Julien est âgé de 30 ans. Il reconnaît qu’il manque d’organisation, qu’il peut être impulsif, qu’il est sensible aux propos des gens qui l’entourent et qu’il n’aime pas quand on rit de lui. Il sait que ses réactions impulsives se manifestent en fonction de l’environnement dans lequel il se trouve. Il souffre d’un trouble de déficit de l’attention (TDA) et ça n’aide pas la situation.

Il a peur de la médication, car il a lu que les antipsychotiques affectent le volume du cerveau des individus qui en consomment — ce que le psychiatre a confirmé à l’audition. Il a lu que l’hôpital demande à être autorisé pour lui administrer pendant 3 ans tout type d’antipsychotiques, et tout adjuvant pour pallier les effets secondaires, au gré des décisions médicales. Il a peur d’être un cobaye et craint une erreur de dosages. Bref, il refuse que la Cour émette une ordonnance pour 3 ans. Il veut préserver sa capacité de choisir et prend l’engagement de continuer à recevoir la médication parce que c’est son choix.

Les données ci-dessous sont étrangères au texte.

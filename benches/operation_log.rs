use criterion::{black_box, criterion_group, criterion_main, BatchSize, Criterion};

use card_forest::core::EngineConfig;
use card_forest::games::Klondike;
use card_forest::motion::InstantDriver;
use card_forest::session::GameSession;

fn deal_and_flush(c: &mut Criterion) {
    c.bench_function("klondike_deal_flush", |b| {
        b.iter_batched(
            || GameSession::<Klondike>::new(EngineConfig::default().with_seed(7)).unwrap(),
            |mut game| {
                game.deal().unwrap();
                black_box(game.board_mut().flush(&mut InstantDriver))
            },
            BatchSize::SmallInput,
        )
    });
}

fn stock_cycle(c: &mut Criterion) {
    c.bench_function("klondike_stock_cycle", |b| {
        b.iter_batched(
            || {
                let mut game = GameSession::<Klondike>::new(EngineConfig::default().with_seed(7)).unwrap();
                game.deal().unwrap();
                game.board_mut().flush(&mut InstantDriver);
                game
            },
            |mut game| {
                let (stock, waste) = (game.variant().stock(), game.variant().waste());
                let table = game.board_mut().table_mut();
                for _ in 0..24 {
                    table.flip_top(stock).unwrap();
                    table.move_to(stock, waste, 1, false).unwrap();
                }
                black_box(game.board_mut().flush(&mut InstantDriver))
            },
            BatchSize::SmallInput,
        )
    });
}

criterion_group!(benches, deal_and_flush, stock_cycle);
criterion_main!(benches);
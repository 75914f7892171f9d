//! Stacks, their display mirrors, and the operation log.
//!
//! ## Key Types
//!
//! - [`StackId`]: Opaque handle to a stack on a [`Table`]
//! - [`Stack`]: Logical cards + rule object + display mirror
//! - [`StackView`]: The display mirror (independent card copies and layout)
//! - [`Operation`] / [`OperationLog`]: Two-phase mutations and their replay queue
//! - [`Table`]: Arena owning every stack, the log and the shuffle RNG
//!
//! Stacks never reference each other directly. A rule object that needs to
//! reason about other piles closes over their `StackId`s.

mod operation;
mod table;
mod view;

pub use operation::{Operation, OperationLog};
pub use table::Table;
pub use view::StackView;

use std::rc::Rc;

use serde::{Deserialize, Serialize};

use crate::core::Card;
use crate::rules::Behavior;

/// Stack identifier, an index into its table's arena.
#[derive(Clone, Copy, Debug, PartialEq, Eq, Hash, PartialOrd, Ord, Serialize, Deserialize)]
pub struct StackId(pub u16);

impl StackId {
    #[must_use]
    pub const fn new(id: u16) -> Self {
        Self(id)
    }

    #[must_use]
    pub const fn raw(self) -> u16 {
        self.0
    }

    pub(crate) const fn index(self) -> usize {
        self.0 as usize
    }
}

impl std::fmt::Display for StackId {
    fn fmt(&self, f: &mut std::fmt::Formatter<'_>) -> std::fmt::Result {
        write!(f, "Stack({})", self.0)
    }
}

/// An ordered pile of cards. Index 0 is the bottom, the last card the top.
///
/// A stack always has exactly one behavior and one display mirror. Its cards
/// are only mutated through [`Table`] operations so that every change is
/// logged for display replay.
pub struct Stack {
    id: StackId,
    pub(crate) cards: Vec<Card>,
    behavior: Rc<dyn Behavior>,
    pub(crate) view: StackView,
}

impl Stack {
    pub(crate) fn new(id: StackId, behavior: Rc<dyn Behavior>, view: StackView) -> Self {
        Self {
            id,
            cards: Vec::new(),
            behavior,
            view,
        }
    }

    #[must_use]
    pub fn id(&self) -> StackId {
        self.id
    }

    /// Logical cards, bottom first.
    #[must_use]
    pub fn cards(&self) -> &[Card] {
        &self.cards
    }

    #[must_use]
    pub fn len(&self) -> usize {
        self.cards.len()
    }

    #[must_use]
    pub fn is_empty(&self) -> bool {
        self.cards.is_empty()
    }

    /// Top card, `None` when empty.
    #[must_use]
    pub fn top(&self) -> Option<&Card> {
        self.cards.last()
    }

    #[must_use]
    pub fn behavior(&self) -> &dyn Behavior {
        self.behavior.as_ref()
    }

    /// A shared handle to the behavior, for dispatching while the table is
    /// mutably borrowed.
    #[must_use]
    pub fn behavior_handle(&self) -> Rc<dyn Behavior> {
        Rc::clone(&self.behavior)
    }

    pub fn set_behavior(&mut self, behavior: Rc<dyn Behavior>) {
        self.behavior = behavior;
    }

    #[must_use]
    pub fn view(&self) -> &StackView {
        &self.view
    }

    /// Layout access for the game and the resize path.
    pub fn view_mut(&mut self) -> &mut StackView {
        &mut self.view
    }

    /// Whether two stacks are governed by the same rule group.
    #[must_use]
    pub fn is_same_group(&self, other: &Stack) -> bool {
        self.behavior.is_same_group(other.behavior.as_ref())
    }
}

impl std::fmt::Debug for Stack {
    fn fmt(&self, f: &mut std::fmt::Formatter<'_>) -> std::fmt::Result {
        f.debug_struct("Stack")
            .field("id", &self.id)
            .field("cards", &self.cards)
            .field("group", &self.behavior.group())
            .finish()
    }
}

À la fin de l’audience, le juge a pris la cause en délibéré. Il devra trancher la question de savoir si Julien refuse catégoriquement la médication ou pas. Il a 6 mois pour rendre sa décision.

Jugement à venir

Avant d’émettre une ordonnance de soins, les tribunaux doivent être convaincus du refus catégorique par la personne. Ils doivent déceler si la prise de médication est une position stratégique ou une tactique devant la Cour pour dissimuler un refus catégorique de soins. Dans tous les cas, comme l’énonçait la Cour d’appel : « Une personne a le droit fondamental de contester une demande d’émission d’une ordonnance de traitement. Elle a droit de témoigner, de faire appel à des experts et de se faire représenter par des procureurs. […] Le refus catégorique doit s’évaluer principalement à partir des faits qui découlent des interactions avec l’équipe traitante. Un juge peut évidemment apprécier ces faits à la lumière des témoignages, incluant le témoignage de la personne visée. » [1]

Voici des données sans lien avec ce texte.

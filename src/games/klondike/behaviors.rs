//! Klondike pile rules.

use smallvec::SmallVec;

use crate::board::Board;
use crate::core::{Card, EngineError};
use crate::rules::{AscendingSameSuit, Behavior, DescendingAlternating, RuleGroup, SequenceChecker};
use crate::stack::StackId;

const FOUNDATION: RuleGroup = RuleGroup(1);
const TABLEAU: RuleGroup = RuleGroup(2);
const STOCK: RuleGroup = RuleGroup(3);
const WASTE: RuleGroup = RuleGroup(4);

/// The single held card, if exactly one card is held.
fn held_single(board: &Board) -> Result<Option<Card>, EngineError> {
    if !board.selection().is_held() {
        return Ok(None);
    }
    match board.selection().cards(board.table())? {
        [card] => Ok(Some(*card)),
        _ => Ok(None),
    }
}

/// Whether `card` may go onto `pile` as a foundation move.
fn fits_foundation(board: &Board, pile: StackId, card: &Card) -> Result<bool, EngineError> {
    Ok(match board.table().stack(pile)?.top() {
        None => AscendingSameSuit.is_valid_starter(card),
        Some(top) => AscendingSameSuit.is_sequential(top, card),
    })
}

/// Move a single held card to the first foundation that takes it.
fn send_home(board: &mut Board, foundations: &[StackId]) -> Result<(), EngineError> {
    let Some(card) = held_single(board)? else {
        return Ok(());
    };
    for &pile in foundations {
        if fits_foundation(board, pile, &card)? {
            return board.complete_selection(pile);
        }
    }
    Ok(())
}

/// Accepts one held card that starts or continues the suit run.
#[derive(Clone, Copy, Debug, Default)]
pub struct FoundationBehavior;

impl Behavior for FoundationBehavior {
    fn click(&self, board: &mut Board, stack: StackId, _card_index: Option<usize>) -> Result<(), EngineError> {
        if let Some(card) = held_single(board)? {
            if fits_foundation(board, stack, &card)? {
                board.complete_selection(stack)?;
            }
        }
        Ok(())
    }

    fn group(&self) -> RuleGroup {
        FOUNDATION
    }
}

/// Cascade pile.
///
/// Without a selection, a click picks up the face-up run from the clicked
/// card, if that run is in sequence. With one, a click drops the held run
/// here when it continues the pile (or starts it, on an empty pile).
#[derive(Clone, Debug)]
pub struct TableauBehavior {
    foundations: [StackId; 4],
}

impl TableauBehavior {
    #[must_use]
    pub fn new(foundations: [StackId; 4]) -> Self {
        Self { foundations }
    }

    fn accepts_held(&self, board: &Board, stack: StackId) -> Result<bool, EngineError> {
        let held = board.selection().cards(board.table())?;
        Ok(match board.table().stack(stack)?.top() {
            None => DescendingAlternating.is_valid_sequence(held, true),
            Some(top) => {
                let mut run: SmallVec<[Card; 16]> = SmallVec::with_capacity(held.len() + 1);
                run.push(*top);
                run.extend_from_slice(held);
                DescendingAlternating.is_valid_sequence(&run, false)
            }
        })
    }

    fn can_pick_up(&self, board: &Board, stack: StackId, index: usize) -> Result<bool, EngineError> {
        let cards = board.table().stack(stack)?.cards();
        Ok(cards.get(index).map_or(false, |c| c.face_up)
            && DescendingAlternating.is_valid_sequence(&cards[index..], false))
    }
}

impl Behavior for TableauBehavior {
    fn click(&self, board: &mut Board, stack: StackId, card_index: Option<usize>) -> Result<(), EngineError> {
        if let Some(src) = board.selection().source() {
            // Dropping on the source is a cancel, not a move that reveals
            if src != stack && self.accepts_held(board, stack)? {
                board.complete_selection(stack)?;
            }
        } else if let Some(index) = card_index {
            if self.can_pick_up(board, stack, index)? {
                board.select(stack, index)?;
            }
        }
        Ok(())
    }

    fn double_click(&self, board: &mut Board, _stack: StackId, _card_index: Option<usize>) -> Result<(), EngineError> {
        send_home(board, &self.foundations)
    }

    fn group(&self) -> RuleGroup {
        TABLEAU
    }

    fn reveals_exposed_card(&self) -> bool {
        true
    }
}

/// Draw pile. Turns one card onto the waste, or recycles the waste once
/// the stock runs out.
#[derive(Clone, Debug)]
pub struct StockBehavior {
    waste: StackId,
}

impl StockBehavior {
    #[must_use]
    pub fn new(waste: StackId) -> Self {
        Self { waste }
    }
}

impl Behavior for StockBehavior {
    fn click(&self, board: &mut Board, stack: StackId, _card_index: Option<usize>) -> Result<(), EngineError> {
        if board.selection().is_held() {
            return Ok(());
        }
        let table = board.table_mut();
        if !table.stack(stack)?.is_empty() {
            table.flip_top(stack)?;
            table.move_to(stack, self.waste, 1, false)?;
        } else {
            let waste_len = table.stack(self.waste)?.len();
            if waste_len > 0 {
                table.set_all_face_up(self.waste, false)?;
                table.shuffle(self.waste)?;
                table.move_to(self.waste, stack, waste_len, false)?;
            }
        }
        Ok(())
    }

    fn group(&self) -> RuleGroup {
        STOCK
    }
}

/// Turned-up cards. Only the top card can be picked up.
#[derive(Clone, Debug)]
pub struct WasteBehavior {
    foundations: [StackId; 4],
}

impl WasteBehavior {
    #[must_use]
    pub fn new(foundations: [StackId; 4]) -> Self {
        Self { foundations }
    }
}

impl Behavior for WasteBehavior {
    fn click(&self, board: &mut Board, stack: StackId, _card_index: Option<usize>) -> Result<(), EngineError> {
        let len = board.table().stack(stack)?.len();
        if !board.selection().is_held() && len > 0 {
            board.select(stack, len - 1)?;
        }
        Ok(())
    }

    fn double_click(&self, board: &mut Board, _stack: StackId, _card_index: Option<usize>) -> Result<(), EngineError> {
        send_home(board, &self.foundations)
    }

    fn group(&self) -> RuleGroup {
        WASTE
    }
}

L’histoire de Julien interpelle. Une première ordonnance de soins mène souvent à une deuxième, puis une troisième. Julien est sorti de l’audience la tête haute, car il a été écouté par la Cour. Ses chances étaient minces, mais il a gagné une manche : l’ordonnance judiciaire n’a pas été émise.

Sa situation révèle un principe que j’applique dans tous les mandats qui me sont confiés. Écouter la personne et lui permettre d’exposer son point de vue devant la Cour, après avoir été informé des critères qui seront pris en considération par le tribunal, des chances de gagner et des risques de perdre.

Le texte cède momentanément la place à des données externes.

//! Picking cards up and dragging them around.
//!
//! ## Key Types
//!
//! - [`Selection`]: The single held run of cards and where it came from
//! - [`DragTracker`]: Pointer state shared between the input producer and
//!   the logic thread
//! - [`DragMotion`]: Non-visual motion that feeds the tracker offset into the
//!   selection every frame

pub mod drag;
pub mod selection;

pub use drag::{DragMotion, DragTracker};
pub use selection::Selection;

Mais l’histoire de Julien révèle aussi la tendance à catégoriser une personne lorsqu’elle reçoit un diagnostic de maladie. On va rapidement déduire l’apparition d’un comportement possible à partir de nos connaissances générales. Pourtant, il est sage d’éviter la généralisation et de retenir que la personne n’est pas le diagnostic. Le comportement humain peut varier malgré le même diagnostic et le diagnostic d’une maladie peut changer avec le temps. Il serait important de privilégier le respect la personne avant tout.


[1] M.H. c. CIUSSS CN, 2018 QCCA 1948, par. 69-70.